Impedir el transporte de esta mercancía

Además de centrarse en los consumidores y los restaurantes, en donde la mayoría sigue ofertando la controvertida sopa, otro de los frentes abiertos es el de las compañías de transporte, a las que las ONG quieren hacer “libres de aletas de tiburón”. WWF Hong Kong informó de que 16 de las mayores 20 empresas del sector, incluyendo gigantes como Hyundai, MOL, Maersk y OOCL, ya se han comprometido a no participar de este comercio, y de que su objetivo es incrementar esa cifra. “Detener el transporte de la aleta de tiburón significaría que ni comerciantes ni restaurantes tendrían acceso a ella, algo que ayudará a conseguir que ésta sea una ciudad libre de aleta de tiburón”, apuntó al respecto el director de conservación de la ONG, Gavid Edwards.

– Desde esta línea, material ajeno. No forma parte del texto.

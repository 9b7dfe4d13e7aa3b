//! Page layout, welcome page and error fragments

use super::{escape_html, nav_link, Fragment, Paths};

const HTMX_SCRIPT: &str = "https://unpkg.com/htmx.org@2.0.4/dist/htmx.min.js";
const STYLESHEET: &str = "https://cdn.jsdelivr.net/npm/water.css@2/out/water.min.css";

/// Wrap a fragment in a complete HTML document
///
/// The fragment lands in `#content`, the element every htmx link targets, so
/// later navigations only replace that part of the page.
pub fn render_page(application_title: &str, paths: &Paths, fragment: &Fragment) -> String {
    format!(
        r##"<!DOCTYPE html>
<html lang="en">
  <head>
    <meta charset="UTF-8">
    <meta name="viewport" content="width=device-width, initial-scale=1.0">
    <meta name="htmx-config" content='{{"responseHandling": [{{"code": "204", "swap": false}}, {{"code": "[23]..", "swap": true}}, {{"code": "[45]..", "swap": true, "error": true}}]}}'>
    <title>{page_title} - {application_title}</title>
    <script src="{htmx}"></script>
    <link rel="stylesheet" href="{stylesheet}">
    <style>.htmx-indicator {{ opacity: 0; }} .htmx-request .htmx-indicator, .htmx-request.htmx-indicator {{ opacity: 1; }}</style>
  </head>
  <body>
    <header>
      <h1><a href="{index}">{application_title}</a> <small id="indicator" class="htmx-indicator">loading...</small></h1>
    </header>
    <div id="content" hx-indicator="#indicator">
{body}
    </div>
  </body>
</html>
"##,
        page_title = escape_html(&fragment.title),
        application_title = escape_html(application_title),
        htmx = HTMX_SCRIPT,
        stylesheet = STYLESHEET,
        index = escape_html(&paths.index()),
        body = fragment.body,
    )
}

/// Welcome page listing every table
pub fn render_index<'a>(
    application_title: &str,
    paths: &Paths,
    table_names: impl IntoIterator<Item = &'a str>,
) -> Fragment {
    let items: String = table_names
        .into_iter()
        .map(|name| format!("    <li>{}</li>\n", nav_link(&paths.table(name), name)))
        .collect();

    let body = format!(
        r#"<section>
  <header>
    <h2>Welcome to {title}</h2>
  </header>
  <ul>
{items}  </ul>
</section>
"#,
        title = escape_html(application_title),
        items = items,
    );

    Fragment {
        title: "Tables".to_string(),
        body,
    }
}

/// Fragment shown for a failed request
pub fn render_error(heading: &str, message: &str) -> Fragment {
    Fragment {
        title: heading.to_string(),
        body: format!(
            "<section>\n  <header>\n    <h3>{}</h3>\n  </header>\n  <p>{}</p>\n</section>\n",
            escape_html(heading),
            escape_html(message)
        ),
    }
}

No obstante, la mayoría considera que este es un objetivo que todavía está lejos de alcanzarse, más aún teniendo en cuenta los numerosos intereses y grupos de presión que existen sobre este mercado. Por eso, muchos consideran que la única forma de acabar con este comercio de una vez por todas es a través de la educación. “Seguiremos trabajando por concienciar a los niños de que este es un producto sangriento que no merece la pena consumir, ellos son el futuro” apuntó Cheng.